What else can the Left offer (I'm not even going to bother considering what the Right consider as solutions - from their point of view there's little wrong with the system in the first place)? Oh yes, the 99% and all that. Kill the bankers and redistribute the wealth. Occupy. Revolution. I'm sorry chaps, I don't think that's going to work - no matter how evil you think the '1%' are  (there's the clicking sound of me losing another dozen Twitter followers). 

Keynes once famously prescribed paying a man to dig a hole and paying another man to fill it in again. I'm all for that if there are holes that need digging and filling (or more useful tasks, such as insulating homes), and much as I like Keynes the person, I think this time we should sling him into the hole too before it is filled in. Back in his day the stated macroeconomic policy goal was full employment – and when was the last time you heard that term used? A more apt question today might be 'who is going to pay those hole diggers?'

Anyway, back to the fear. Does anyone know what a permanent economic contraction feels like in a system that has no reverse gear? It means there is no point saving for a pension because whatever money you put aside now won't be worth much in the future. It means that governments can't borrow money at anything like the rate they have become used to which means they won't have much money for things like schools and hospitals. Who would lend a government money in the knowledge that it can't pay it back? The same thing goes for banks. Of course, the current madness sees the endless recycling of unpayable debts between governments and banks, and until someone devises a new kind of financial tool whereby banks can lend money and then be happy with only getting half of it back again then I'm afraid we are heading towards total paralysis.

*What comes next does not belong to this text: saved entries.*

use std::fmt;

use crate::commands::CommandError;

#[derive(Debug, Clone, Copy, PartialEq, Eq)]
pub enum ExitCode {
    Success,
    InvalidArgs,
    ConfigInvalid,
    CommandFailed,
    ExternalCommandFailed,
}

impl ExitCode {
    pub const fn as_i32(self) -> i32 {
        match self {
            ExitCode::Success => 0,
            ExitCode::InvalidArgs => 2,
            ExitCode::ConfigInvalid => 3,
            ExitCode::CommandFailed => 10,
            ExitCode::ExternalCommandFailed => 20,
        }
    }
}

#[derive(Debug)]
pub struct ExitError {
    pub code: ExitCode,
    pub err: anyhow::Error,
}

impl ExitError {
    pub fn new(code: ExitCode, err: anyhow::Error) -> Self {
        Self { code, err }
    }
}

impl fmt::Display for ExitError {
    fn fmt(&self, f: &mut fmt::Formatter<'_>) -> fmt::Result {
        self.err.fmt(f)
    }
}

impl std::error::Error for ExitError {
    fn source(&self) -> Option<&(dyn std::error::Error + 'static)> {
        self.err.source()
    }
}

pub fn exit_code(err: &anyhow::Error) -> i32 {
    if let Some(exit) = err.downcast_ref::<ExitError>() {
        return exit.code.as_i32();
    }
    ExitCode::CommandFailed.as_i32()
}

pub fn invalid_args(message: impl Into<String>) -> anyhow::Error {
    ExitError::new(ExitCode::InvalidArgs, anyhow::anyhow!(message.into())).into()
}

pub fn invalid_args_err(err: anyhow::Error) -> anyhow::Error {
    ExitError::new(ExitCode::InvalidArgs, err).into()
}

pub fn command_err(err: CommandError) -> anyhow::Error {
    let code = err.exit_code();
    ExitError::new(code, err.into()).into()
}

Furthermore, the countries that have racked up massive debts are now drowning in them. Greece could well be the first to sink beneath the waves, but there are plenty of others that could follow it. They can't all, as some have suggested, just do an Iceland and refuse to pay, although eventually many might be forced to do just that. Remember: in capitalism failure is not a option. And in case anyone hasn't noticed, here in the West we are printing money like it is going out of fashion (although the euphemism employed is 'Quantitative Easing'). Printing money, as anyone with a history textbook knows, is a short cut to economic ruination. Yes - ruination.

Yet, so far, even QE has had no effect, with the Bank of England even giving up on the idea – not because we are out of the economic straits, but because it just doesn't do anything useful other than inflate the balance sheets of a few financial institutions who, in turn, refuse to recycle it into the real economy of goods and services in which actual humans live.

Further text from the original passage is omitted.